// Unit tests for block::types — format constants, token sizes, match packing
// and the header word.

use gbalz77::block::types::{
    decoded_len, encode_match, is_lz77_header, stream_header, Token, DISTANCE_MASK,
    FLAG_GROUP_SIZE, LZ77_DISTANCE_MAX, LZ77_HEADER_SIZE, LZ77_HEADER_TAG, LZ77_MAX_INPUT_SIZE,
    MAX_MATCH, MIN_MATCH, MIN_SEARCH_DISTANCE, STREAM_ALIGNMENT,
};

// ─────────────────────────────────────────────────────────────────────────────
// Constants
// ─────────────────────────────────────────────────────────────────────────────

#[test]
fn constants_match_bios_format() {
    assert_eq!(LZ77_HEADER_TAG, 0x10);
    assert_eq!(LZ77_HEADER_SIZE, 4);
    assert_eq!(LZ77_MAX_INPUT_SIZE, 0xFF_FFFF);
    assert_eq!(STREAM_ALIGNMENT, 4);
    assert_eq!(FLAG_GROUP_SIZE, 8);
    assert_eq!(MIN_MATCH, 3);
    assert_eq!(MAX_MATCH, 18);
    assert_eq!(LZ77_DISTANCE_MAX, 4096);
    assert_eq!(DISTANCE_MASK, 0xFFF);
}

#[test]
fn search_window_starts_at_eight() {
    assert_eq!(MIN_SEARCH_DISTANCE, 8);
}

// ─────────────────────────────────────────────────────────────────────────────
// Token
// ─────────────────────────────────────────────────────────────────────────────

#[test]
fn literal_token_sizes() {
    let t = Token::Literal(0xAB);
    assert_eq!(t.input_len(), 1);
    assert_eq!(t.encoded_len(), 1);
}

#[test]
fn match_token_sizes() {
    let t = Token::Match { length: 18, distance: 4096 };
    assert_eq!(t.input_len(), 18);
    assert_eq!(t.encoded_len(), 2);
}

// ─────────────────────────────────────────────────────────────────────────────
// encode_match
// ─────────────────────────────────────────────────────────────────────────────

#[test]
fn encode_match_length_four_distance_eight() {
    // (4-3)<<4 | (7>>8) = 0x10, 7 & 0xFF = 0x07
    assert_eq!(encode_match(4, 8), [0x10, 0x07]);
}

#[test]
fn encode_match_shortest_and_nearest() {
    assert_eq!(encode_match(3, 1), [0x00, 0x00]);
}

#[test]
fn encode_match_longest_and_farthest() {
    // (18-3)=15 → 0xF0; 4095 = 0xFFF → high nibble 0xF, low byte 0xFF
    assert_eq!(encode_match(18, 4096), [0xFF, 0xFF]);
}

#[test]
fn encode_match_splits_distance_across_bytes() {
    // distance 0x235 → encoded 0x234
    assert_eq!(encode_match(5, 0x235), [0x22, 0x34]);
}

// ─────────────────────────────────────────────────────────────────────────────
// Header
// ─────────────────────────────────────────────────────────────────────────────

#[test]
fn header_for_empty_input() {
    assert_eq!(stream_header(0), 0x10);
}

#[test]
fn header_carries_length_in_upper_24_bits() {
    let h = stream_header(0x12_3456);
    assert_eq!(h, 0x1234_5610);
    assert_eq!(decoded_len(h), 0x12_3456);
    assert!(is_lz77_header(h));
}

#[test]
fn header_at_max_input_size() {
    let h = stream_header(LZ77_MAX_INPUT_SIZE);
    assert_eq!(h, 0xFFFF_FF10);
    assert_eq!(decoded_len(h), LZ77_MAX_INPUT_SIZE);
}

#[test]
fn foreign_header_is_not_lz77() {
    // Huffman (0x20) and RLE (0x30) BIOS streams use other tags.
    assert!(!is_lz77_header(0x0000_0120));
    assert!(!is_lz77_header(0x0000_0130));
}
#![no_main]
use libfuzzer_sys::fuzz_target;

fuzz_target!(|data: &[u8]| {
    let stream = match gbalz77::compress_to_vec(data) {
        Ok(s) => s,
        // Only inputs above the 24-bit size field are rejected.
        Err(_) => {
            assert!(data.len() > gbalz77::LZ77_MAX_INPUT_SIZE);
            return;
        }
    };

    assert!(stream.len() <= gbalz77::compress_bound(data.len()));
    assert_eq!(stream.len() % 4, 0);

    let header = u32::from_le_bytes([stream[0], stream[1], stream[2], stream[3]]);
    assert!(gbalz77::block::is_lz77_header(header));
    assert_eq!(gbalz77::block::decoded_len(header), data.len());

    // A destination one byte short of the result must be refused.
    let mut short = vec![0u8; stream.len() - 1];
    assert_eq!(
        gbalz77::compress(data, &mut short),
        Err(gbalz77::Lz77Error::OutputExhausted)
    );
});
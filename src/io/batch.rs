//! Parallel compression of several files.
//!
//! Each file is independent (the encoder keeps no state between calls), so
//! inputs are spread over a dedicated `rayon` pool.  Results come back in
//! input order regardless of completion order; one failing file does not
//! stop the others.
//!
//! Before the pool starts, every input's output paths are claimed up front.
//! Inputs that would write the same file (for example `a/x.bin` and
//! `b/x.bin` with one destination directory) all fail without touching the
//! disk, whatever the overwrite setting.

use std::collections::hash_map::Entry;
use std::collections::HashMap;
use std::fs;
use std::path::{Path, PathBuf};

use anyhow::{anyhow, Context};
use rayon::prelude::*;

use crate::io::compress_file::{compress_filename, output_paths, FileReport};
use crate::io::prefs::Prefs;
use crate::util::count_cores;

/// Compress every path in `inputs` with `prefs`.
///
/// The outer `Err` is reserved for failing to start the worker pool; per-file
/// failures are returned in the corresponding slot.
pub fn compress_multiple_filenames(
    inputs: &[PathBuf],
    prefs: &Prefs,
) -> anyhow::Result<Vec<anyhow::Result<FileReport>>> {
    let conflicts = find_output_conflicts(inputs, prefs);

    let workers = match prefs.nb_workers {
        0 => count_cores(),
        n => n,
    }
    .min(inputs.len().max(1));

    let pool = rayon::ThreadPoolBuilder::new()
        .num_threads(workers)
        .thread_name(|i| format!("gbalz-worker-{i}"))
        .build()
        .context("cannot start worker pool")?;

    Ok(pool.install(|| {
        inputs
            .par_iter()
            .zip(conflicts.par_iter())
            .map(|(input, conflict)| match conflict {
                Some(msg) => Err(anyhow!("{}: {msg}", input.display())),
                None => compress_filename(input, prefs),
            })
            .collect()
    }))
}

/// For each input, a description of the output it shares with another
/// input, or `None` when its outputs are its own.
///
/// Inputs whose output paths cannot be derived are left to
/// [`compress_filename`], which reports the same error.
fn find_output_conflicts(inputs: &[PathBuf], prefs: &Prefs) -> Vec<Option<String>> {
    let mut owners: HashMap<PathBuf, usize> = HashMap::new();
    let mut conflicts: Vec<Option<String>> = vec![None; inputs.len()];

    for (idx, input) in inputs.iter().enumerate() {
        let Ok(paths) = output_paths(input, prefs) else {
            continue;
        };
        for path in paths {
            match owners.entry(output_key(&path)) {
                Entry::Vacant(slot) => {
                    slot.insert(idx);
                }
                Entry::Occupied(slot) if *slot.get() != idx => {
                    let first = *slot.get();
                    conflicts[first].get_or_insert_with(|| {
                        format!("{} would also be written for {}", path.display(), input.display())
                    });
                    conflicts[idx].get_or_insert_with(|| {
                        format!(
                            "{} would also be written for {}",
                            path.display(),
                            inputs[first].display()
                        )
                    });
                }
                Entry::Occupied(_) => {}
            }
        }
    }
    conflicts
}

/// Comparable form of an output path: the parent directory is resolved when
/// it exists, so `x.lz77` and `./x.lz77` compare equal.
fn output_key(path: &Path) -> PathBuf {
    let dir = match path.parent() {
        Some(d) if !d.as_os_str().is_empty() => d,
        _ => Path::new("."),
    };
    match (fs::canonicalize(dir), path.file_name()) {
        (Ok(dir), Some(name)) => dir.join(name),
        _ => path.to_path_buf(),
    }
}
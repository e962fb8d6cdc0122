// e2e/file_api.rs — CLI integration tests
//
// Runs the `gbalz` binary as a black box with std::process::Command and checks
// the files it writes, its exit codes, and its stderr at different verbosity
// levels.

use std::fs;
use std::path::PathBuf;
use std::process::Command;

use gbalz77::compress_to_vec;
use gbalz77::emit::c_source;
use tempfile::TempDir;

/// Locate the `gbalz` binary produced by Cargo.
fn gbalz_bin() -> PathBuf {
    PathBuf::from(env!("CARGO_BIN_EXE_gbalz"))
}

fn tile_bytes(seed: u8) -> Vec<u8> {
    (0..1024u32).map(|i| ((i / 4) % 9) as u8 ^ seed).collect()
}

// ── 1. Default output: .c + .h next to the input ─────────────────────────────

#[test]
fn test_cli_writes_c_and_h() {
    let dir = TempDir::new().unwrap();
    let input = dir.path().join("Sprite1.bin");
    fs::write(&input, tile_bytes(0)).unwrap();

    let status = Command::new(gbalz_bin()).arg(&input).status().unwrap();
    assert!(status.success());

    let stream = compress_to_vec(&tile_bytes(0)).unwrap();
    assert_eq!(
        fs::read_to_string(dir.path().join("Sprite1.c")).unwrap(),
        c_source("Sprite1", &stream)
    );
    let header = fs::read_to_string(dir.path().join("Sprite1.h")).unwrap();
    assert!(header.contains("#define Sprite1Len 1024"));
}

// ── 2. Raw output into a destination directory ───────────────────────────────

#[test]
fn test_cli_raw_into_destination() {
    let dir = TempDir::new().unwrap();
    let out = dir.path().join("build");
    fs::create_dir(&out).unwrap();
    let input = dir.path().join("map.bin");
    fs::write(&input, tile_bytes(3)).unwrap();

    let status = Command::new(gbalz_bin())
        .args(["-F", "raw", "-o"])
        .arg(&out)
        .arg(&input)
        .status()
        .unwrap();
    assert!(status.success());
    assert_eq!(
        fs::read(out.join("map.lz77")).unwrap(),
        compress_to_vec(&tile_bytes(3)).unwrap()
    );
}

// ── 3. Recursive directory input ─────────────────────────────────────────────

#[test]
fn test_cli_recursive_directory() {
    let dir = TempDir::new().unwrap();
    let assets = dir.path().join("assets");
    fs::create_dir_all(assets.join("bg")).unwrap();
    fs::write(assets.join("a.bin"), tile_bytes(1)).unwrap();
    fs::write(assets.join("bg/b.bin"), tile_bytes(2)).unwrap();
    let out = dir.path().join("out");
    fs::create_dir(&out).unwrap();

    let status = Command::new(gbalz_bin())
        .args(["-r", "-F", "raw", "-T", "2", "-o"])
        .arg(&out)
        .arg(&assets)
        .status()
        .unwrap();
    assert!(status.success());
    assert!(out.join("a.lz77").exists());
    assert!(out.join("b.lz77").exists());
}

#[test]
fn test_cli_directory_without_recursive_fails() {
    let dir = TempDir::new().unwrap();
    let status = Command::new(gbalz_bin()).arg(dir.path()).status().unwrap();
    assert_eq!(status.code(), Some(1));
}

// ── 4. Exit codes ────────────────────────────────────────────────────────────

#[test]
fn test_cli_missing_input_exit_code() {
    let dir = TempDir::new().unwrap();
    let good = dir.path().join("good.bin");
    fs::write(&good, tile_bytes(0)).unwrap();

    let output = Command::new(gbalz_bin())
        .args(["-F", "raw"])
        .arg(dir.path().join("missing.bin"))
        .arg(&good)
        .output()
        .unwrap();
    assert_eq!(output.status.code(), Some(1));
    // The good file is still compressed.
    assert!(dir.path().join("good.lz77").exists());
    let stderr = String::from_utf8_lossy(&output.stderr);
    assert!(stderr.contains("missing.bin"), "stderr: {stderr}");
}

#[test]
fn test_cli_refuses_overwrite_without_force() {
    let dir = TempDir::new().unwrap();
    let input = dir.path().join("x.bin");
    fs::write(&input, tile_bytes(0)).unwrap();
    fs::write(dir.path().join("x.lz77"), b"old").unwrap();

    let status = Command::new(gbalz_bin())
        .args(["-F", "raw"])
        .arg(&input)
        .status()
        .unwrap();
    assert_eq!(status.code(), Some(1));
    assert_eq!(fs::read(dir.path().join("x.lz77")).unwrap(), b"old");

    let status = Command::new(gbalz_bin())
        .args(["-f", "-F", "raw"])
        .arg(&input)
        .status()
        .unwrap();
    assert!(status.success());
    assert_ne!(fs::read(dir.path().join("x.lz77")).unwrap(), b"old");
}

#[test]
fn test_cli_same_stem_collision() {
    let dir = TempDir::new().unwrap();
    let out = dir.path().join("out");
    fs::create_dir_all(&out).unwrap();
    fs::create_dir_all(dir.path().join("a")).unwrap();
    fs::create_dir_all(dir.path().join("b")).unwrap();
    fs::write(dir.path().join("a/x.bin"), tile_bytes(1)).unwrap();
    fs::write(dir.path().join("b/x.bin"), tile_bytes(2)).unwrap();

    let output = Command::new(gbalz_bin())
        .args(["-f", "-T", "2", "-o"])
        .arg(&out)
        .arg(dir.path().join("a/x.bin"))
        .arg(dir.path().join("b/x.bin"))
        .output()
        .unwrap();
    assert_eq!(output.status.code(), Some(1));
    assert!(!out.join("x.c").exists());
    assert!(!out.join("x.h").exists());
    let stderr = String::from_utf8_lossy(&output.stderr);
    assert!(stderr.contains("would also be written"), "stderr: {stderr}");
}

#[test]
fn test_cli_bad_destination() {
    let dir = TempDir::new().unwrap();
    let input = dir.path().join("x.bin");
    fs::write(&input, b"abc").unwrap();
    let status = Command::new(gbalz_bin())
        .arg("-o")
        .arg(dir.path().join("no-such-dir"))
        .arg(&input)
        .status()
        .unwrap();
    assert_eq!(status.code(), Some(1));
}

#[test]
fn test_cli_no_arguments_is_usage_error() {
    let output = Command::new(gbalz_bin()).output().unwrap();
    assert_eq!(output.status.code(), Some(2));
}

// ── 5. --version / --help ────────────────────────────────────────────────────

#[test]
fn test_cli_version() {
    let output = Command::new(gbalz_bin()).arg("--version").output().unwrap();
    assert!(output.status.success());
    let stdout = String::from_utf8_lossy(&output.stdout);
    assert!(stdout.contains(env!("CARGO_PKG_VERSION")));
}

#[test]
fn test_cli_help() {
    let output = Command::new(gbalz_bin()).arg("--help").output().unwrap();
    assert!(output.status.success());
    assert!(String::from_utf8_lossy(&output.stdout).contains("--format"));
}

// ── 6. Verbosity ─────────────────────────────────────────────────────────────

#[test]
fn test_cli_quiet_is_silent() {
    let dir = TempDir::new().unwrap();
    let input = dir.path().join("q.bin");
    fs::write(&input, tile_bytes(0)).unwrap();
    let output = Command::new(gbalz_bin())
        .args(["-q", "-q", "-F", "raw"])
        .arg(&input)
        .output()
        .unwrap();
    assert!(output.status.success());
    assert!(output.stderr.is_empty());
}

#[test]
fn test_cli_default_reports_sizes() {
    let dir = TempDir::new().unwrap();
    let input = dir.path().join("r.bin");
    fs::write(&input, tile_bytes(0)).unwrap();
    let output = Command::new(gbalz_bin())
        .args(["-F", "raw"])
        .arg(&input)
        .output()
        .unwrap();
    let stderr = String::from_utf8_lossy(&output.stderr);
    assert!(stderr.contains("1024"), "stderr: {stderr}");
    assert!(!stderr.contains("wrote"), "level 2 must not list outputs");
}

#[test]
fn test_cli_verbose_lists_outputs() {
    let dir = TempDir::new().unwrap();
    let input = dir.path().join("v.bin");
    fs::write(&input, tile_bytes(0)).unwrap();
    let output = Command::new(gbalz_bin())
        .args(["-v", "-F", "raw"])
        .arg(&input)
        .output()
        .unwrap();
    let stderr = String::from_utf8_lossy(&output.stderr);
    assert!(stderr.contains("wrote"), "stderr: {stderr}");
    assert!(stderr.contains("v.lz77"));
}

*Problem requirements*. If a line in the records above contains "owners", copy that line.

*Reply*.
    let mut owners: HashMap<PathBuf, usize> = HashMap::new();
            match owners.entry(output_key(&path)) {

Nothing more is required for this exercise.